Stored data:
------

use std::convert::Infallible;

use axum::{
    extract::State,
    http::StatusCode,
    response::sse::{Event, KeepAlive, Sse},
    response::{IntoResponse, Json},
};
use serde::Serialize;
use tokio_stream::wrappers::BroadcastStream;
use tokio_stream::{Stream, StreamExt};
use tracing::{error, info};

use super::state::AppState;
use crate::session::{SessionError, SessionStats};

// ============================================================================
// Request/Response Types
// ============================================================================

#[derive(Debug, Serialize)]
pub struct StartCaptureResponse {
    pub session_id: String,
    pub status: String,
    pub message: String,
}

#[derive(Debug, Serialize)]
pub struct StopCaptureResponse {
    pub status: String,
    pub message: String,
    pub stats: SessionStats,
}

#[derive(Debug, Serialize)]
pub struct StatusResponse {
    pub recording: bool,
    pub stats: Option<SessionStats>,
}

#[derive(Debug, Serialize)]
pub struct TranscriptResponse {
    pub text: String,
}

#[derive(Debug, Serialize)]
pub struct ErrorResponse {
    pub error: String,
}

fn error_response(err: &SessionError) -> (StatusCode, Json<ErrorResponse>) {
    let status = match err {
        SessionError::AlreadyActive | SessionError::NotActive => StatusCode::CONFLICT,
        SessionError::Capture(_) => StatusCode::BAD_GATEWAY,
        SessionError::Internal(_) => StatusCode::INTERNAL_SERVER_ERROR,
    };

    (
        status,
        Json(ErrorResponse {
            error: err.to_string(),
        }),
    )
}

// ============================================================================
// Handlers
// ============================================================================

/// POST /capture/start
/// Start a new capture session
pub async fn start_capture(State(state): State<AppState>) -> impl IntoResponse {
    match state.manager.start().await {
        Ok(session_id) => {
            info!("Capture started: {}", session_id);
            (
                StatusCode::OK,
                Json(StartCaptureResponse {
                    session_id: session_id.clone(),
                    status: "recording".to_string(),
                    message: format!("Capture started for session {}", session_id),
                }),
            )
                .into_response()
        }
        Err(e) => {
            error!("Failed to start capture: {}", e);
            error_response(&e).into_response()
        }
    }
}

/// POST /capture/stop
/// Stop the active capture session
pub async fn stop_capture(State(state): State<AppState>) -> impl IntoResponse {
    match state.manager.stop().await {
        Ok(stats) => {
            info!("Capture stopped: {}", stats.session_id);
            (
                StatusCode::OK,
                Json(StopCaptureResponse {
                    status: "stopped".to_string(),
                    message: "Capture stopped".to_string(),
                    stats,
                }),
            )
                .into_response()
        }
        Err(e) => {
            error!("Failed to stop capture: {}", e);
            error_response(&e).into_response()
        }
    }
}

/// GET /status
/// Status of the active session, if any
pub async fn get_status(State(state): State<AppState>) -> impl IntoResponse {
    let stats = state.manager.stats().await;

    Json(StatusResponse {
        recording: stats.as_ref().map(|s| s.is_recording).unwrap_or(false),
        stats,
    })
}

/// GET /transcript
/// The accumulated transcript, flattened for display
pub async fn get_transcript(State(state): State<AppState>) -> impl IntoResponse {
    Json(TranscriptResponse {
        text: state.manager.transcript().await,
    })
}

/// POST /transcript/clear
/// Clear the transcript view
pub async fn clear_transcript(State(state): State<AppState>) -> impl IntoResponse {
    state.manager.clear_transcript().await;
    StatusCode::OK
}

/// GET /events
/// Server-sent events stream of session status/error/entry events
pub async fn events(
    State(state): State<AppState>,
) -> Sse<impl Stream<Item = Result<Event, Infallible>>> {
    let receiver = state.manager.subscribe();

    let stream = BroadcastStream::new(receiver).filter_map(|result| match result {
        Ok(event) => Event::default().json_data(&event).ok().map(Ok),
        // Lagged subscribers skip missed events rather than erroring out
        Err(_) => None,
    });

    Sse::new(stream).keep_alive(KeepAlive::default())
}

/// GET /health
/// Health check endpoint
pub async fn health_check() -> impl IntoResponse {
    (StatusCode::OK, "OK")
}
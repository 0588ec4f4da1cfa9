pub mod client;

pub use client::{DispatchError, Transcriber, WhisperClient};
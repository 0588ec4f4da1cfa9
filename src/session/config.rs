use serde::{Deserialize, Serialize};
use std::time::Duration;

use crate::capture::CaptureSource;

/// Configuration for a capture/transcription session
#[derive(Debug, Clone, Serialize, Deserialize)]
pub struct SessionConfig {
    /// Unique session identifier (e.g. "capture-2025-11-02-standup")
    pub session_id: String,

    /// Where the audio comes from (OS device or WAV file)
    pub source: CaptureSource,

    /// Duration of each transcribed segment
    /// Default: 15 seconds
    pub chunk_duration: Duration,

    /// Preferred capture sample rate (the device's native rate is used when
    /// it cannot provide this one)
    pub sample_rate: u32,

    /// Preferred number of audio channels
    pub channels: u16,
}

impl Default for SessionConfig {
    fn default() -> Self {
        Self {
            session_id: format!("capture-{}", uuid::Uuid::new_v4()),
            source: CaptureSource::Device(None),
            chunk_duration: Duration::from_secs(15),
            sample_rate: 16000, // Whisper expects 16kHz
            channels: 1,        // Mono
        }
    }
}
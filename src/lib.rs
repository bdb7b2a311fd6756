pub mod color;
pub mod core;
pub mod engine;
pub mod error;
pub mod layout;

pub use crate::color::{ColorIdx, LineageColorer, Palette};
pub use crate::core::{CommitNode, Dag, DagStats, Edge, EdgeType};
pub use crate::engine::{layout, GraphLayout};
pub use crate::error::GraphError;
pub use crate::layout::{OccupancyGrid, Path, PathRouter, Point};
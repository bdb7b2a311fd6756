pub mod dag;
pub mod edge;
pub mod node;

pub use dag::{Dag, DagStats};
pub use edge::{Edge, EdgeType};
pub use node::CommitNode;
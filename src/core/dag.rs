use super::{edge::Edge, node::CommitNode};
use crate::error::GraphError;
use std::collections::HashMap;

/// Directed Acyclic Graph representing commit history.
///
/// Nodes are indexed by commit ID; `order` preserves the discovery order of
/// the input (newest first, rows strictly increasing) so that no algorithm
/// has to rely on map iteration order.
#[derive(Debug, Clone)]
pub struct Dag {
    /// All nodes indexed by commit ID
    pub nodes: HashMap<String, CommitNode>,
    /// Commit IDs in discovery order (row ascending, newest first)
    pub order: Vec<String>,
    /// All edges in the graph, in discovery order
    pub edges: Vec<Edge>,
    /// Quick lookup: commit ID -> children IDs, in discovery order
    pub children: HashMap<String, Vec<String>>,
}

impl Dag {
    /// Build a DAG from positioned commits, validating the input contract:
    /// non-empty, unique IDs, strictly increasing rows, no dangling parents.
    pub fn from_commits(commits: Vec<CommitNode>) -> Result<Self, GraphError> {
        if commits.is_empty() {
            return Err(GraphError::EmptyHistory);
        }

        let mut dag = Self {
            nodes: HashMap::with_capacity(commits.len()),
            order: Vec::with_capacity(commits.len()),
            edges: Vec::new(),
            children: HashMap::new(),
        };

        let mut prev_row = None;
        for node in commits {
            if dag.nodes.contains_key(&node.id) {
                return Err(GraphError::DuplicateCommit(node.id));
            }
            if let Some(prev) = prev_row {
                if node.row <= prev {
                    return Err(GraphError::NonMonotonicRow {
                        id: node.id,
                        row: node.row,
                        prev,
                    });
                }
            }
            prev_row = Some(node.row);
            dag.add_node(node);
        }

        // Every parent must resolve to a commit in the same set
        for edge in &dag.edges {
            if !dag.nodes.contains_key(&edge.to) {
                return Err(GraphError::DanglingParent {
                    child: edge.from.clone(),
                    parent: edge.to.clone(),
                });
            }
        }

        Ok(dag)
    }

    /// Add a commit node, materializing its parent edges
    fn add_node(&mut self, node: CommitNode) {
        let id = node.id.clone();

        for parent_id in &node.parents {
            let edge = if node.parents.len() > 1 {
                Edge::merge(id.clone(), parent_id.clone())
            } else {
                Edge::new(id.clone(), parent_id.clone())
            };
            self.edges.push(edge);

            self.children
                .entry(parent_id.clone())
                .or_default()
                .push(id.clone());
        }

        self.order.push(id.clone());
        self.nodes.insert(id, node);
    }

    /// Get all root commits (no parents)
    pub fn roots(&self) -> Vec<&CommitNode> {
        self.order
            .iter()
            .filter_map(|id| self.nodes.get(id))
            .filter(|node| node.is_root())
            .collect()
    }

    /// Get all leaf commits (no children)
    pub fn leaves(&self) -> Vec<&CommitNode> {
        self.order
            .iter()
            .filter_map(|id| self.nodes.get(id))
            .filter(|node| !self.children.contains_key(&node.id))
            .collect()
    }

    /// Children of a commit, in discovery order
    pub fn children_of(&self, commit_id: &str) -> &[String] {
        self.children
            .get(commit_id)
            .map(Vec::as_slice)
            .unwrap_or(&[])
    }

    /// The designated overall root: the oldest commit of the positioned
    /// sequence (largest row). Seeds the color palette.
    pub fn oldest(&self) -> Option<&CommitNode> {
        self.order.last().and_then(|id| self.nodes.get(id))
    }

    pub fn node_count(&self) -> usize {
        self.nodes.len()
    }

    pub fn edge_count(&self) -> usize {
        self.edges.len()
    }

    /// Check if DAG contains orphan branches
    pub fn has_orphan_branches(&self) -> bool {
        self.roots().len() > 1
    }

    /// Get statistics about the DAG
    pub fn stats(&self) -> DagStats {
        let merge_commits = self.nodes.values().filter(|n| n.is_merge()).count();
        let root_commits = self.roots().len();
        let leaf_commits = self.leaves().len();

        DagStats {
            total_commits: self.nodes.len(),
            total_edges: self.edges.len(),
            merge_commits,
            root_commits,
            leaf_commits,
            has_orphans: self.has_orphan_branches(),
        }
    }
}

#[derive(Debug, Clone)]
pub struct DagStats {
    pub total_commits: usize,
    pub total_edges: usize,
    pub merge_commits: usize,
    pub root_commits: usize,
    pub leaf_commits: usize,
    pub has_orphans: bool,
}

------

* [Exercise]: Your job is to return all lines above that hold the word "Preferred".

* [Answer to this problem]:
    /// Preferred capture sample rate (the device's native rate is used when
    /// Preferred number of audio channels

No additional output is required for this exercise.